Why do people do it? Most people simply don’t realize that the water is too deep, or don’t consider the possibilities, according to a spokesperson for the Tampa, Florida, police department.
“People just think they’ll make it to the other side, and it’s a lot deeper than they think,” he told Consumer Reports. “They don’t know if the road has worn away and don’t know what’s under the water. You don’t know if there’s a wire down or debris in the road.”
Entering water just six inches deep could mean trouble
Even hitting a large puddle of water could cause you to lose control of the car, and that could mean becoming stuck or striking an object like a tree. Six inches of water might swamp your tailpipe, allowing your engine to become flooded. That could total your car.

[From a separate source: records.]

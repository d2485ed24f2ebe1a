//! Slot Allocator Core - Rust Engine
//!
//! Scoring-and-selection engine that allocates discrete time slots
//! among resource providers, plus an autonomous simulation driver that
//! commits assignments over time with randomized, time-weighted
//! selection.
//!
//! # Architecture
//!
//! - **core**: The fixed slot grid
//! - **models**: Domain types (Provider, CommitmentStore, Weights, events)
//! - **scoring**: Availability score (freshness + license scarcity)
//! - **resolver**: Per-slot eligibility with deterministic tie-break
//! - **scheduler**: The timed three-stage simulation driver
//! - **rng**: Deterministic random number generation
//!
//! # Critical Invariants
//!
//! 1. The slot grid is fixed at startup; its order defines "earliness"
//! 2. A slot is consumed for all providers once any provider holds it
//! 3. All randomness is deterministic when seeded (replayable runs)
//! 4. At most one driver iteration is ever in flight

// Module declarations
pub mod core;
pub mod models;
pub mod resolver;
pub mod rng;
pub mod scheduler;
pub mod scoring;

// Re-exports for convenience
pub use self::core::slots::{SlotGrid, SlotId};
pub use models::{
    event::{Event, EventLog},
    provider::{Provider, ProviderId},
    store::CommitmentStore,
    weights::{Weights, WEIGHT_MAX, WEIGHT_MIN},
};
pub use resolver::{resolve, resolve_all, Assignment};
pub use rng::RngManager;
pub use scheduler::{
    DriverConfig, ProviderConfig, RunState, Scheduler, SchedulerConfig, SchedulerError, TickResult,
};
pub use scoring::{score, truncate2, LICENSE_DECAY_RATE};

Just twelve inches of water can sweep a small car away. Much more than that could move even a large vehicle.
Any of those situations could leave you in a disabled vehicle with no way out until rescue arrives. That puts you and your passengers at grave risk — and it puts rescue workers at risk, too.
Consumer Reports noted that even experienced drivers make the mistake of driving into floodwaters. The nonprofit pointed to a Houston Police sergeant with 34 years of experience who drowned in 2017 after inadvertently driving into floodwaters during Hurricane Harvey.
When approaching water, slow down and assess
Here in Wisconsin, flooding can be unpredictable. Pay attention when the weather reports predict flash flooding danger in the area. Be aware that you may encounter water in any low spot or location with poor draining.
Anytime you see water in the roadway, immediately slow down to assess the situation. Many people drive into floodwaters before they even realize there’s a problem.
Can you see the road? If not, the water may be too deep for safe driving. This is especially true at night when it’s harder to estimate the depth. Remember that water can hide defects in the road caused by the force of the water. It could also hide serious hazards like downed power lines, which could electrocute you if you drive through the water.
If the water looks to be six inches or deeper, immediately turn around and find another route. If you can’t find another route, find a safe location to shelter from the storm and wait for the flooding to pass.
Of course, if a flash-flood watch or warning is issued, your best bet is to stay home until the danger passes.
If you do drive into floodwaters and run into trouble, stay in your car and wait for help to arrive. Water powerful enough to move your car will be extremely dangerous to attempt to walk through.